Pragmatic Libertarian
Premium Member
I think you quoted the wrong post?
You're right.

But this post of yours....
"Proper hygiene and a good education is an attack on southern white people."
.....is rather troubling.
I don't recall your being so hostile years ago.
Something change?
 

MikeDwight

Well-Known Member
And look at this erasing of Iraqi history... and by American troops, no less! Shameful!

SaddamStatue.jpg

Oh I love that whole part. First, Look they're spelling out where things are politically, that's the most ridiculous part, stop saying Washington and Lincoln together. or what else, stop saying its the United States junk like that. Why they got monuments? That's the promenade at the capitol.
 

Stevicus

Veteran Member
Staff member
Premium Member
It is the way it is. Humans everywhere are subjugated and enslaved.
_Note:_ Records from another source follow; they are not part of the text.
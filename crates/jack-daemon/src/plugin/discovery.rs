// Copyright (C) 2025 Joseph Sacchini
//
// This program is free software: you can redistribute it and/or modify it under
// the terms of the GNU Affero General Public License as published by the Free
// Software Foundation, version 3.
//
// This program is distributed in the hope that it will be useful, but WITHOUT
// ANY WARRANTY; without even the implied warranty of MERCHANTABILITY or FITNESS
// FOR A PARTICULAR PURPOSE. See the GNU Affero General Public License for more
// details.
//
// You should have received a copy of the GNU Affero General Public License
// along with this program. If not, see <https://www.gnu.org/licenses/>.

//! Plugin discovery: scan a directory for
//! `jack-plugin-*` executables; the suffix is the plugin's name.

use std::path::{Path, PathBuf};

use tracing::{debug, warn};

pub const DEFAULT_PLUGIN_DIR: &str = "/usr/lib/jack/plugins/";
const PREFIX: &str = "jack-plugin-";

#[derive(Debug, Clone, PartialEq, Eq)]
pub struct PluginCandidate {
    /// The filename suffix after `jack-plugin-`, e.g. `firewall`.
    pub name: String,
    pub path: PathBuf,
}

/// Scan `dir` for executables named `jack-plugin-<name>`. Missing
/// directories yield an empty list rather than an error — discovery is
/// re-run on demand (`plugin-rescan`) and an absent plugin directory is a
/// legitimate (if unconfigured) daemon state.
pub async fn discover(dir: &Path) -> Vec<PluginCandidate> {
    let mut candidates = Vec::new();

    let mut entries = match tokio::fs::read_dir(dir).await {
        Ok(entries) => entries,
        Err(e) => {
            debug!(dir = %dir.display(), error = %e, "plugin directory unavailable");
            return candidates;
        }
    };

    while let Ok(Some(entry)) = entries.next_entry().await {
        let path = entry.path();
        let Some(filename) = path.file_name().and_then(|f| f.to_str()) else {
            continue;
        };
        let Some(name) = filename.strip_prefix(PREFIX) else {
            continue;
        };
        if name.is_empty() {
            continue;
        }
        match is_executable(&path).await {
            Ok(true) => candidates.push(PluginCandidate {
                name: name.to_string(),
                path,
            }),
            Ok(false) => debug!(path = %path.display(), "skipping non-executable plugin-shaped file"),
            Err(e) => warn!(path = %path.display(), error = %e, "failed to stat plugin candidate"),
        }
    }

    candidates.sort_by(|a, b| a.name.cmp(&b.name));
    candidates
}

#[cfg(unix)]
async fn is_executable(path: &Path) -> std::io::Result<bool> {
    use std::os::unix::fs::PermissionsExt;
    let metadata = tokio::fs::metadata(path).await?;
    Ok(metadata.is_file() && metadata.permissions().mode() & 0o111 != 0)
}

#[cfg(not(unix))]
async fn is_executable(path: &Path) -> std::io::Result<bool> {
    let metadata = tokio::fs::metadata(path).await?;
    Ok(metadata.is_file())
}

#[cfg(test)]
mod tests {
    use super::*;

    #[cfg(unix)]
    async fn touch_executable(path: &Path) {
        use std::os::unix::fs::PermissionsExt;
        tokio::fs::write(path, b"#!/bin/sh\n").await.unwrap();
        let mut perms = tokio::fs::metadata(path).await.unwrap().permissions();
        perms.set_mode(0o755);
        tokio::fs::set_permissions(path, perms).await.unwrap();
    }

    #[tokio::test]
    async fn finds_prefixed_executables_and_strips_prefix() {
        let dir = tempfile::tempdir().unwrap();
        touch_executable(&dir.path().join("jack-plugin-firewall")).await;
        touch_executable(&dir.path().join("jack-plugin-dhcp")).await;
        tokio::fs::write(dir.path().join("README.md"), b"not a plugin")
            .await
            .unwrap();

        let found = discover(dir.path()).await;
        let names: Vec<&str> = found.iter().map(|c| c.name.as_str()).collect();
        assert_eq!(names, vec!["dhcp", "firewall"]);
    }

    #[tokio::test]
    async fn non_executable_matching_name_is_skipped() {
        let dir = tempfile::tempdir().unwrap();
        tokio::fs::write(dir.path().join("jack-plugin-stub"), b"not executable")
            .await
            .unwrap();

        let found = discover(dir.path()).await;
        assert!(found.is_empty());
    }

    #[tokio::test]
    async fn missing_directory_yields_empty_list() {
        let found = discover(Path::new("/nonexistent/jack/plugins")).await;
        assert!(found.is_empty());
    }
}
Wherever you live you are a slave to that government. Or you are a slave to your employer. You may say, yes, but I can leave. Well, yes, but then you have to find another slave owner. Another government to live under. Another employer to serve.

After a war takes place the loser becomes slaves to the winner. Oh they may get treated alright, but their whole way of life has now changed. It is the way it is. And it will never change.

To your question, a simple yes or not does not answer. It is like asking, 'do you think it is ethically wrong to kill someone?'

Good-Ole-Rebel

What if people fight back? What if there are people who have had enough of being subjugated, and what if they decide to start a riot or revolution? What if they commit acts of terrorism? Do we simply say "It is what it is"?

I never could understand the attitude that some people have (especially when it comes to subjugation, exploitation, and oppression) that "it is what it is." Yet if someone dares to lash out or fight back, suddenly they become "terrorists" -- and the oppressors act like they're the injured party. Suddenly, it no longer is what it is - it's some kind of horrible outrage.